Written by: Jaclyn Popola
Kanji are Chinese characters used in a modern form of Japanese writing. Although they have recently exploded in popularity among Western civilization, kanji tattoos are practically unheard of in China and Japan. Chinese writing is way more complicated than the Roman alphabet. Unlike the English language, each kanji does not represent one letter. They are pictographs, meaning that each character stands for an entire object or concept. The lettering of the characters has an artistic quality, and the shape and length of each brush stroke is important in determining the meaning of the mark. There is no direct translation of an English word into a kanji symbol.
Most tattoo parlors are not familiar with Asian writing, which can cause the tattoos to come out backwards, upside down, or looking illegible. Because of the intricacy of the strokes, it is very common for one symbol to be mistaken for another that may look similar but actually means something totally different. There have even been instances of tattoo artists messing up kanji tattoos on purpose, knowing that their clients wouldn't know the difference.
To avoid this, be sure to do your research ahead of time. There are two types of Chinese characters: traditional, which dates back to the 5th century, and simplified, which uses less strokes per character and originated around 1956. The best method of researching your kanji tattoo would be to consult with someone who speaks Chinese or is a native of the country. Barring this, you could invest in a book of Chinese characters or do your research on any of the thousand internet sites dedicated to kanji. It is very important that you check with several reputable sources to be sure that they all confirm the correct meaning and authenticity of the character you wish to get tattooed.
jlee84 on August 19, 2018:
Want to find some using human translation? to demonstrate the accuracy of Chinese Character translation? i have found 1 website for chinese translation service with a reasonable price?. Can master the Chinese Character tattoos, Chinese proverbs, translate from English to Chinese and bring out the meaning to be expressed. Cheer!
John Smith on January 09, 2012:
Still looking in my book:
the third one. top character (Ten, or ame). meaning sky or heaven. the second character is shi. it means tenshi, Angel.

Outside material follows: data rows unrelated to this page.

//! Command-line arguments. Flags override values from the config file.

use std::path::PathBuf;

use clap::Parser;

use crate::catalog::CatalogVariant;
use crate::config::{Config, ConfigError};

#[derive(Debug, Parser)]
#[command(name = "jp4cli", version, about = "Interactive command shell for JP4Agent")]
pub struct Args {
    /// Config file (default: $XDG_CONFIG_HOME/jp4cli/config.toml)
    #[arg(long, value_name = "PATH")]
    pub config: Option<PathBuf>,

    /// Agent address as host:port
    #[arg(long = "addr", value_name = "HOST:PORT", env = "JP4AGENT_ADDR")]
    pub address: Option<String>,

    /// Built-in command vocabulary
    #[arg(long, value_enum)]
    pub catalog: Option<CatalogVariant>,

    /// Per-command timeout in milliseconds, 0 to wait forever
    #[arg(long, value_name = "MS")]
    pub timeout_ms: Option<u64>,

    /// Connect at startup and exit if the agent is unreachable
    #[arg(long)]
    pub fail_fast: bool,

    /// Append a JSONL record of every dispatched command
    #[arg(long)]
    pub audit: bool,

    /// Disable colored output
    #[arg(long)]
    pub no_color: bool,

    /// Debug logging on stderr
    #[arg(short, long)]
    pub verbose: bool,
}

impl Args {
    /// Load the config this invocation asks for. A file named with
    /// `--config` must exist and parse.
    pub fn load_config(&self) -> Result<Config, ConfigError> {
        let mut config = match &self.config {
            Some(path) => Config::load(path)?,
            None => Config::load_or_default(),
        };
        self.apply(&mut config);
        Ok(config)
    }

    pub fn apply(&self, config: &mut Config) {
        if let Some(ref address) = self.address {
            config.agent.address = address.clone();
        }
        if let Some(variant) = self.catalog {
            config.catalog.variant = variant;
            // an explicit variant wins over a custom vocabulary
            config.catalog.commands.clear();
            config.catalog.output_prefix = None;
        }
        if let Some(ms) = self.timeout_ms {
            config.agent.timeout_ms = ms;
        }
        if self.fail_fast {
            config.agent.fail_fast = true;
        }
        if self.audit {
            config.audit.enabled = true;
        }
        if self.no_color {
            config.shell.color = false;
        }
    }

    /// Default `env_logger` filter for this invocation.
    pub fn log_filter(&self) -> &'static str {
        if self.verbose {
            "jp4_cli=debug,jp4_dispatch=debug,warn"
        } else {
            "warn"
        }
    }
}
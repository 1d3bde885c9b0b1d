//! gRPC transport to the agent's `jp4cli.CmdHandler` service.

use std::time::{Duration, Instant};

use jp4_protocol::{CmdHandlerClient, CmdRequest};
use log::{debug, warn};
use tokio::runtime::Handle;
use tonic::transport::{Channel, Endpoint};

use crate::error::{ConnectError, DispatchError};
use crate::Dispatch;

pub const DEFAULT_AGENT_ADDRESS: &str = "localhost:53421";
const DEFAULT_TIMEOUT: Duration = Duration::from_secs(30);
const DEFAULT_CONNECT_TIMEOUT: Duration = Duration::from_secs(5);

/// How to reach the agent and how long to wait for it.
#[derive(Debug, Clone, PartialEq, Eq)]
pub struct ChannelSettings {
    /// `host:port`, optionally with an `http://` scheme.
    pub address: String,
    /// Upper bound on one dispatch. `None` waits forever.
    pub timeout: Option<Duration>,
    pub connect_timeout: Duration,
    /// Cancel an in-flight dispatch on Ctrl-C instead of letting it run.
    pub cancel_on_interrupt: bool,
}

impl Default for ChannelSettings {
    fn default() -> Self {
        Self {
            address: DEFAULT_AGENT_ADDRESS.to_string(),
            timeout: Some(DEFAULT_TIMEOUT),
            connect_timeout: DEFAULT_CONNECT_TIMEOUT,
            cancel_on_interrupt: true,
        }
    }
}

impl ChannelSettings {
    pub fn with_address(address: impl Into<String>) -> Self {
        Self {
            address: address.into(),
            ..Default::default()
        }
    }

    /// The URI handed to tonic. Plain `host:port` gets an `http://` scheme.
    pub fn endpoint_uri(&self) -> String {
        let address = self.address.trim();
        if address.contains("://") {
            address.to_string()
        } else {
            format!("http://{address}")
        }
    }

    fn endpoint(&self) -> Result<Endpoint, ConnectError> {
        let endpoint = Endpoint::from_shared(self.endpoint_uri()).map_err(|source| {
            ConnectError::InvalidAddress {
                address: self.address.clone(),
                source,
            }
        })?;
        Ok(endpoint.connect_timeout(self.connect_timeout))
    }
}

/// Dispatcher backed by a tonic channel.
///
/// Owns a handle to the process's tokio runtime and blocks on it for each
/// call, so the shell loop itself stays synchronous. The channel reconnects
/// on its own after the agent restarts.
pub struct GrpcDispatcher {
    client: CmdHandlerClient,
    runtime: Handle,
    address: String,
    timeout: Option<Duration>,
    cancel_on_interrupt: bool,
}

impl GrpcDispatcher {
    /// Build the channel without touching the network. Connection failures
    /// surface on the first dispatch as [`DispatchError::Unavailable`].
    pub fn connect_lazy(settings: &ChannelSettings, runtime: Handle) -> Result<Self, ConnectError> {
        let endpoint = settings.endpoint()?;
        let channel = {
            let _guard = runtime.enter();
            endpoint.connect_lazy()
        };
        debug!("lazy channel to {}", settings.endpoint_uri());
        Ok(Self::from_channel(channel, settings, runtime))
    }

    /// Connect up front and fail if the agent is not reachable.
    pub fn connect(settings: &ChannelSettings, runtime: Handle) -> Result<Self, ConnectError> {
        let endpoint = settings.endpoint()?;
        let channel = runtime
            .block_on(endpoint.connect())
            .map_err(|source| ConnectError::Unreachable {
                address: settings.address.clone(),
                source,
            })?;
        debug!("connected to {}", settings.endpoint_uri());
        Ok(Self::from_channel(channel, settings, runtime))
    }

    fn from_channel(channel: Channel, settings: &ChannelSettings, runtime: Handle) -> Self {
        Self {
            client: CmdHandlerClient::new(channel),
            runtime,
            address: settings.address.clone(),
            timeout: settings.timeout,
            cancel_on_interrupt: settings.cancel_on_interrupt,
        }
    }

    pub fn address(&self) -> &str {
        &self.address
    }
}

impl Dispatch for GrpcDispatcher {
    fn send(&mut self, command: &str) -> Result<String, DispatchError> {
        let client = self.client.clone();
        let request = CmdRequest::new(command);
        let timeout = self.timeout;
        let started = Instant::now();

        debug!("dispatching {command:?} to {}", self.address);
        let result = if self.cancel_on_interrupt {
            self.runtime
                .block_on(exchange_or_cancel(client, request, timeout))
        } else {
            self.runtime.block_on(exchange(client, request, timeout))
        };

        match &result {
            Ok(reply) => debug!(
                "reply ({} bytes) in {} ms",
                reply.len(),
                started.elapsed().as_millis()
            ),
            Err(e) => debug!(
                "dispatch failed after {} ms: {}",
                started.elapsed().as_millis(),
                e.kind()
            ),
        }
        result
    }
}

async fn exchange(
    mut client: CmdHandlerClient,
    request: CmdRequest,
    timeout: Option<Duration>,
) -> Result<String, DispatchError> {
    let call = client.send_cmd(request);
    let reply = match timeout {
        Some(limit) => tokio::time::timeout(limit, call)
            .await
            .map_err(|_| DispatchError::Timeout(limit))??,
        None => call.await?,
    };
    Ok(reply.into_inner().cmdout)
}

async fn exchange_or_cancel(
    client: CmdHandlerClient,
    request: CmdRequest,
    timeout: Option<Duration>,
) -> Result<String, DispatchError> {
    let exchange = exchange(client, request, timeout);
    tokio::pin!(exchange);

    let signal = tokio::select! {
        result = &mut exchange => return result,
        signal = tokio::signal::ctrl_c() => signal,
    };

    match signal {
        Ok(()) => Err(DispatchError::Cancelled),
        Err(e) => {
            warn!("cannot listen for interrupts, waiting for reply: {e}");
            exchange.await
        }
    }
}
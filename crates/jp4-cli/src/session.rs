//! The read-validate-dispatch-render loop.
//!
//! A `Session` owns everything that lives for one run of the shell: the
//! dispatcher (and through it the RPC channel), the line reader with its
//! history and completion vocabulary, and the catalog. It is generic over
//! both ends so tests can drive it with scripted input and a mock agent.

use std::io::Write;
use std::time::Instant;

use jp4_dispatch::Dispatch;
use log::debug;

use crate::audit::AuditLogger;
use crate::catalog::CommandCatalog;
use crate::command::Input;
use crate::config::DEFAULT_PROMPT;
use crate::editor::{LineReader, ReadOutcome};
use crate::renderer::ShellOutput;

/// Why the loop stopped. Both are clean exits.
#[derive(Debug, Clone, Copy, PartialEq, Eq)]
pub enum ShellExit {
    Quit,
    EndOfInput,
}

impl ShellExit {
    pub fn as_str(&self) -> &'static str {
        match self {
            ShellExit::Quit => "quit",
            ShellExit::EndOfInput => "end_of_input",
        }
    }
}

pub struct Session<D: Dispatch, R: LineReader> {
    dispatcher: D,
    reader: R,
    catalog: CommandCatalog,
    prompt: String,
    audit: AuditLogger,
    dispatches: usize,
}

impl<D: Dispatch, R: LineReader> Session<D, R> {
    pub fn new(dispatcher: D, reader: R, catalog: CommandCatalog) -> Self {
        Self {
            dispatcher,
            reader,
            catalog,
            prompt: DEFAULT_PROMPT.to_string(),
            audit: AuditLogger::noop(),
            dispatches: 0,
        }
    }

    pub fn with_prompt(mut self, prompt: impl Into<String>) -> Self {
        self.prompt = prompt.into();
        self
    }

    pub fn with_audit(mut self, audit: AuditLogger) -> Self {
        self.audit = audit;
        self
    }

    pub fn dispatcher(&self) -> &D {
        &self.dispatcher
    }

    pub fn reader(&self) -> &R {
        &self.reader
    }

    pub fn catalog(&self) -> &CommandCatalog {
        &self.catalog
    }

    /// Number of commands forwarded to the agent so far.
    pub fn dispatches(&self) -> usize {
        self.dispatches
    }

    /// Run until quit or end of input, then print the exit notice.
    pub fn run<W: Write>(&mut self, out: &mut ShellOutput<W>) -> ShellExit {
        loop {
            let line = match self.reader.read_line(&self.prompt) {
                ReadOutcome::Line(line) => line,
                ReadOutcome::Interrupted => continue,
                ReadOutcome::EndOfInput => return self.finish(ShellExit::EndOfInput, out),
            };

            if let Some(exit) = self.handle_line(&line, out) {
                return self.finish(exit, out);
            }
        }
    }

    /// Handle one line of input. Returns `Some` when the shell should stop;
    /// the caller is responsible for the exit notice.
    pub fn handle_line<W: Write>(&mut self, line: &str, out: &mut ShellOutput<W>) -> Option<ShellExit> {
        let input = Input::classify(line, &self.catalog);
        if input != Input::Empty {
            self.reader.add_history(line);
        }

        match input {
            Input::Empty => {}
            Input::Help => out.emit_catalog(&self.catalog),
            Input::Quit => return Some(ShellExit::Quit),
            Input::Invalid(verb) => {
                debug!("rejected unknown verb {verb:?}");
                out.emit_invalid(&verb, &self.catalog);
            }
            Input::Dispatch(command) => self.dispatch(&command, out),
        }
        None
    }

    fn dispatch<W: Write>(&mut self, command: &str, out: &mut ShellOutput<W>) {
        let started = Instant::now();
        let result = self.dispatcher.send(command);
        self.dispatches += 1;
        self.audit
            .log_dispatch(command, &result, started.elapsed().as_millis() as u64);

        match &result {
            Ok(reply) => out.emit_reply(self.catalog.output_prefix(), reply),
            Err(e) => out.emit_dispatch_error(e),
        }
    }

    fn finish<W: Write>(&mut self, exit: ShellExit, out: &mut ShellOutput<W>) -> ShellExit {
        out.emit_exit();
        self.audit.log_exit(exit.as_str(), self.dispatches);
        debug!(
            "session ended ({}) after {} dispatches",
            exit.as_str(),
            self.dispatches
        );
        exit
    }
}
//! Terminal styling helpers with NO_COLOR support.

use std::io::IsTerminal;

/// Check if color output is enabled (respects `NO_COLOR` env var).
pub fn color_enabled() -> bool {
    std::env::var_os("NO_COLOR").is_none()
}

/// Terminal style helper that respects NO_COLOR.
#[derive(Debug, Clone, Copy)]
pub struct Style {
    enabled: bool,
}

impl Default for Style {
    fn default() -> Self {
        Self::new()
    }
}

impl Style {
    pub fn new() -> Self {
        Self {
            enabled: color_enabled() && std::io::stdout().is_terminal(),
        }
    }

    /// Honour the `shell.color` setting on top of the environment checks.
    pub fn with_preference(color: bool) -> Self {
        if color {
            Self::new()
        } else {
            Self::disabled()
        }
    }

    /// Create a style with colors explicitly enabled (for tests).
    pub fn force_enabled() -> Self {
        Self { enabled: true }
    }

    /// Create a style with colors explicitly disabled.
    pub fn disabled() -> Self {
        Self { enabled: false }
    }

    pub fn dim_start(&self) -> &'static str {
        if self.enabled {
            "\x1b[2m"
        } else {
            ""
        }
    }

    pub fn bold_start(&self) -> &'static str {
        if self.enabled {
            "\x1b[1m"
        } else {
            ""
        }
    }

    pub fn red_start(&self) -> &'static str {
        if self.enabled {
            "\x1b[31m"
        } else {
            ""
        }
    }

    pub fn reset(&self) -> &'static str {
        if self.enabled {
            "\x1b[0m"
        } else {
            ""
        }
    }
}
//! Minimal JP4Agent stand-in: serves the CLI service and echoes commands.

use std::sync::Arc;

use anyhow::Context;
use clap::Parser;
use jp4_dispatch::stub::{serve, StubAgent};
use tokio::net::TcpListener;

/// Echo agent for exercising the JP4Agent CLI without a dataplane
#[derive(Parser, Debug)]
#[command(name = "jp4-stub-agent", version)]
struct Args {
    /// Address to listen on
    #[arg(long, default_value = "0.0.0.0:53421")]
    listen: String,

    /// Enable verbose logging
    #[arg(short, long)]
    verbose: bool,
}

#[tokio::main]
async fn main() -> anyhow::Result<()> {
    let args = Args::parse();

    let level = if args.verbose { "debug" } else { "info" };
    env_logger::Builder::from_env(env_logger::Env::default().default_filter_or(level)).init();

    let listener = TcpListener::bind(&args.listen)
        .await
        .with_context(|| format!("failed to bind {}", args.listen))?;
    println!("CLI Server listening on {}", listener.local_addr()?);

    serve(listener, Arc::new(StubAgent::new()))
        .await
        .context("CLI server stopped")?;
    Ok(())
}
//! Mock dispatcher for testing.
//!
//! Produces the same `Result<String, DispatchError>` values as the gRPC
//! dispatcher and records every command it was asked to send, so the shell
//! can be tested without a network.

use std::collections::VecDeque;
use std::time::Duration;

use crate::error::DispatchError;
use crate::Dispatch;

/// One scripted outcome.
#[derive(Debug, Clone, PartialEq, Eq)]
pub enum MockResponse {
    /// Reply with this text.
    Output(String),
    /// Reply with `Output for <command>`, like the stub agent.
    Echo,
    Unavailable,
    Remote(String),
    Timeout { ms: u64 },
    Cancelled,
}

impl MockResponse {
    fn resolve(&self, command: &str) -> Result<String, DispatchError> {
        match self {
            MockResponse::Output(text) => Ok(text.clone()),
            MockResponse::Echo => Ok(format!("Output for {command}")),
            MockResponse::Unavailable => Err(DispatchError::Unavailable),
            MockResponse::Remote(details) => Err(DispatchError::Remote(details.clone())),
            MockResponse::Timeout { ms } => Err(DispatchError::Timeout(Duration::from_millis(*ms))),
            MockResponse::Cancelled => Err(DispatchError::Cancelled),
        }
    }
}

/// Scripted dispatcher.
///
/// Responses are consumed in order; once the script runs out every further
/// call gets the fallback (echo by default).
#[derive(Debug, Clone)]
pub struct MockDispatcher {
    responses: VecDeque<MockResponse>,
    fallback: MockResponse,
    sent: Vec<String>,
}

impl Default for MockDispatcher {
    fn default() -> Self {
        Self {
            responses: VecDeque::new(),
            fallback: MockResponse::Echo,
            sent: Vec::new(),
        }
    }
}

impl MockDispatcher {
    pub fn new() -> Self {
        Self::default()
    }

    pub fn with_responses(mut self, responses: Vec<MockResponse>) -> Self {
        self.responses = responses.into();
        self
    }

    pub fn with_fallback(mut self, fallback: MockResponse) -> Self {
        self.fallback = fallback;
        self
    }

    /// Every command line dispatched so far, oldest first.
    pub fn sent(&self) -> &[String] {
        &self.sent
    }
}

impl Dispatch for MockDispatcher {
    fn send(&mut self, command: &str) -> Result<String, DispatchError> {
        self.sent.push(command.to_string());
        let response = self
            .responses
            .pop_front()
            .unwrap_or_else(|| self.fallback.clone());
        response.resolve(command)
    }
}

/// Built-in test fixtures for common scenarios.
pub mod fixtures {
    use super::*;

    /// An agent that is never reachable.
    pub fn unreachable() -> MockDispatcher {
        MockDispatcher::new().with_fallback(MockResponse::Unavailable)
    }

    /// An agent that answers with these texts in order, then echoes.
    pub fn replies(texts: &[&str]) -> MockDispatcher {
        let responses = texts
            .iter()
            .map(|text| MockResponse::Output((*text).to_string()))
            .collect();
        MockDispatcher::new().with_responses(responses)
    }

    /// An agent that rejects every command with the same details.
    pub fn rejecting(details: &str) -> MockDispatcher {
        MockDispatcher::new().with_fallback(MockResponse::Remote(details.to_string()))
    }
}

#[cfg(test)]
mod tests {
    use super::*;

    #[test]
    fn default_echoes_and_records() {
        let mut mock = MockDispatcher::new();
        assert_eq!(
            mock.send("show-afi-objects").unwrap(),
            "Output for show-afi-objects"
        );
        assert_eq!(mock.sent(), ["show-afi-objects"]);
    }

    #[test]
    fn scripted_responses_in_order_then_fallback() {
        let mut mock = MockDispatcher::new().with_responses(vec![
            MockResponse::Output("first".to_string()),
            MockResponse::Unavailable,
        ]);

        assert_eq!(mock.send("a").unwrap(), "first");
        assert_eq!(mock.send("b").unwrap_err(), DispatchError::Unavailable);
        assert_eq!(mock.send("c").unwrap(), "Output for c");
        assert_eq!(mock.sent(), ["a", "b", "c"]);
    }

    #[test]
    fn timeout_response() {
        let mut mock = MockDispatcher::new().with_responses(vec![MockResponse::Timeout { ms: 250 }]);
        assert_eq!(
            mock.send("x").unwrap_err(),
            DispatchError::Timeout(Duration::from_millis(250))
        );
    }

    #[test]
    fn fixture_unreachable() {
        let mut mock = fixtures::unreachable();
        for _ in 0..3 {
            assert_eq!(mock.send("show-afi-objects").unwrap_err(), DispatchError::Unavailable);
        }
        assert_eq!(mock.sent().len(), 3);
    }

    #[test]
    fn fixture_replies() {
        let mut mock = fixtures::replies(&["Route added", "Receive added"]);
        assert_eq!(mock.send("add-route r p n").unwrap(), "Route added");
        assert_eq!(mock.send("add-receive 1 c").unwrap(), "Receive added");
    }

    #[test]
    fn fixture_rejecting() {
        let mut mock = fixtures::rejecting("permission denied");
        assert_eq!(
            mock.send("add-table t k 6 d 10").unwrap_err(),
            DispatchError::Remote("permission denied".to_string())
        );
    }

    #[test]
    fn works_through_box_dyn() {
        let mut boxed: Box<dyn Dispatch> = Box::new(fixtures::replies(&["ok"]));
        assert_eq!(boxed.send("anything").unwrap(), "ok");
    }
}
//! Line input for the shell: a rustyline editor with verb completion, and a
//! scripted reader for tests.

use std::collections::VecDeque;

use log::warn;
use rustyline::completion::{Completer, Pair};
use rustyline::error::ReadlineError;
use rustyline::history::DefaultHistory;
use rustyline::{CompletionType, Config as EditorConfig, Context, Editor, Helper, Highlighter, Hinter, Validator};

/// Result of one blocking read.
#[derive(Debug, Clone, PartialEq, Eq)]
pub enum ReadOutcome {
    Line(String),
    /// Ctrl-C while typing: drop the line, prompt again.
    Interrupted,
    /// Ctrl-D or closed input: shut down.
    EndOfInput,
}

/// Source of operator input.
pub trait LineReader {
    fn read_line(&mut self, prompt: &str) -> ReadOutcome;
    /// Remember a line for recall with the arrow keys.
    fn add_history(&mut self, line: &str);
}

/// Completes the first word of the line against the catalog verbs.
#[derive(Helper, Hinter, Highlighter, Validator)]
pub struct VerbCompleter {
    verbs: Vec<String>,
}

impl VerbCompleter {
    pub fn new(verbs: Vec<String>) -> Self {
        Self { verbs }
    }

    /// Candidates for the text before `pos`, and where the replacement starts.
    ///
    /// Only the verb position completes; once a space follows the verb there
    /// is nothing to offer.
    pub fn candidates(&self, line: &str, pos: usize) -> (usize, Vec<Pair>) {
        let before = &line[..pos];
        let start = before.len() - before.trim_start().len();
        let word = &before[start..];
        if word.chars().any(char::is_whitespace) {
            return (pos, Vec::new());
        }

        let pairs = self
            .verbs
            .iter()
            .filter(|verb| verb.starts_with(word))
            .map(|verb| Pair {
                display: verb.clone(),
                replacement: verb.clone(),
            })
            .collect();
        (start, pairs)
    }
}

impl Completer for VerbCompleter {
    type Candidate = Pair;

    fn complete(
        &self,
        line: &str,
        pos: usize,
        _ctx: &Context<'_>,
    ) -> rustyline::Result<(usize, Vec<Pair>)> {
        Ok(self.candidates(line, pos))
    }
}

/// Interactive reader backed by rustyline. History lives in memory only.
pub struct ReadlineReader {
    editor: Editor<VerbCompleter, DefaultHistory>,
}

impl ReadlineReader {
    pub fn new(verbs: Vec<String>) -> rustyline::Result<Self> {
        let config = EditorConfig::builder()
            .auto_add_history(false)
            .max_history_size(usize::MAX)?
            .history_ignore_dups(true)?
            .completion_type(CompletionType::List)
            .build();
        let mut editor = Editor::with_config(config)?;
        editor.set_helper(Some(VerbCompleter::new(verbs)));
        Ok(Self { editor })
    }
}

impl LineReader for ReadlineReader {
    fn read_line(&mut self, prompt: &str) -> ReadOutcome {
        outcome(self.editor.readline(prompt))
    }

    fn add_history(&mut self, line: &str) {
        let _ = self.editor.add_history_entry(line);
    }
}

/// Ctrl-C re-prompts; Ctrl-D and any other input failure shut the shell down.
fn outcome(result: rustyline::Result<String>) -> ReadOutcome {
    match result {
        Ok(line) => ReadOutcome::Line(line),
        Err(ReadlineError::Interrupted) => ReadOutcome::Interrupted,
        Err(ReadlineError::Eof) => ReadOutcome::EndOfInput,
        Err(e) => {
            warn!("input error, treating as end of input: {e}");
            ReadOutcome::EndOfInput
        }
    }
}

/// Replays a fixed sequence of read outcomes, then reports end of input.
#[derive(Debug, Default)]
pub struct ScriptedReader {
    script: VecDeque<ReadOutcome>,
    history: Vec<String>,
    prompts: usize,
}

impl ScriptedReader {
    pub fn new(script: Vec<ReadOutcome>) -> Self {
        Self {
            script: script.into(),
            ..Default::default()
        }
    }

    pub fn from_lines(lines: &[&str]) -> Self {
        Self::new(
            lines
                .iter()
                .map(|line| ReadOutcome::Line((*line).to_string()))
                .collect(),
        )
    }

    pub fn history(&self) -> &[String] {
        &self.history
    }

    /// How many times the prompt was shown.
    pub fn prompts(&self) -> usize {
        self.prompts
    }
}

impl LineReader for ScriptedReader {
    fn read_line(&mut self, _prompt: &str) -> ReadOutcome {
        self.prompts += 1;
        self.script.pop_front().unwrap_or(ReadOutcome::EndOfInput)
    }

    fn add_history(&mut self, line: &str) {
        self.history.push(line.to_string());
    }
}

The fourth picture. it is the same first character for eternal. the book is ordered by stroke count, i could not find that second symbol (which could just be me). Whatever that pair means probably have to do something with eternal.
The main point of my posts are that chinese characters and kanji do not always mean the same thing! Kanji are taken from chinese characters. They may be modified. The japanese language may take the chinese pronunciation of the word instead of the meaning to pronounce a different word. (see link below)
Essentially, if a chinese person is telling you that it means something else (looking at fu wei's post), then you can probably ignore them. Ask a japanese person.
John Smith on January 09, 2012:
I have a Kanji book. The first one does mean Eternal. "Ei" is one way to read this.
sylmone on September 26, 2011:
I love chinese symbol tattoos I love to have to again 1 thing I will love to have 2 tattoos 1 that says believe in love and 1 that says have faith in god
dean on August 11, 2011:
i have my girlfriends name is chinese symbols >>>> i downloading pic of internet then whilst i was waiting for my lovely chinese asked the owner what it said and he said faye :) ...... always ask around before you get its there for life !
Jamie on June 23, 2010:
I am looking to get my name done, does anyone know if the guys kanji tattoo on his arm actualy says jamie?
Eric on January 26, 2010:
The kanji for yanagi is: ?
Granny E on November 23, 2009:
I can't stress how important it is to double check EVERYTHING, my daughter now has the kanji for Amanda on her arm backwards. It is fantastic looking, and all it is, is the outline. But now that she knows it was messed up, she will never get it finished and will keep her arm covered from now on, because we don't know what it means if any thing.
Shannon on September 07, 2009:
My friend whose first language is Chinese translated this for me - it means "love is everywhere," or more literally, "there is no place where love does not exist."
Fu Wei on January 18, 2009:
Umm.... Half the tattoos above actually mean nonsense. Being Chinese, everytime we look at someone with a Kanji tattoo, 90% of the time we burst out laughing our a** off. I highly recommand not getting a Kanji tattoo unless your tattoo artist speaks and write chinese.
dale on October 02, 2007:
looking for the symbol for willow tree-yanagi.\
taylorblue from Canada on September 21, 2007:
I have kanji on my body....its good to really know what it says before you get it tattooed....
GreatTattoosNow from San Jose on August 12, 2007:
You have some great pictures of Kanji or Japanese Tattoos. Just be carefully when getting a kanji or Japanese tattoo. I cant tell you the number of times these go wrong. Get a native speaker of the language to check the design before getting it done. Nothing like having a mirror image of a kanji word that now means nothing.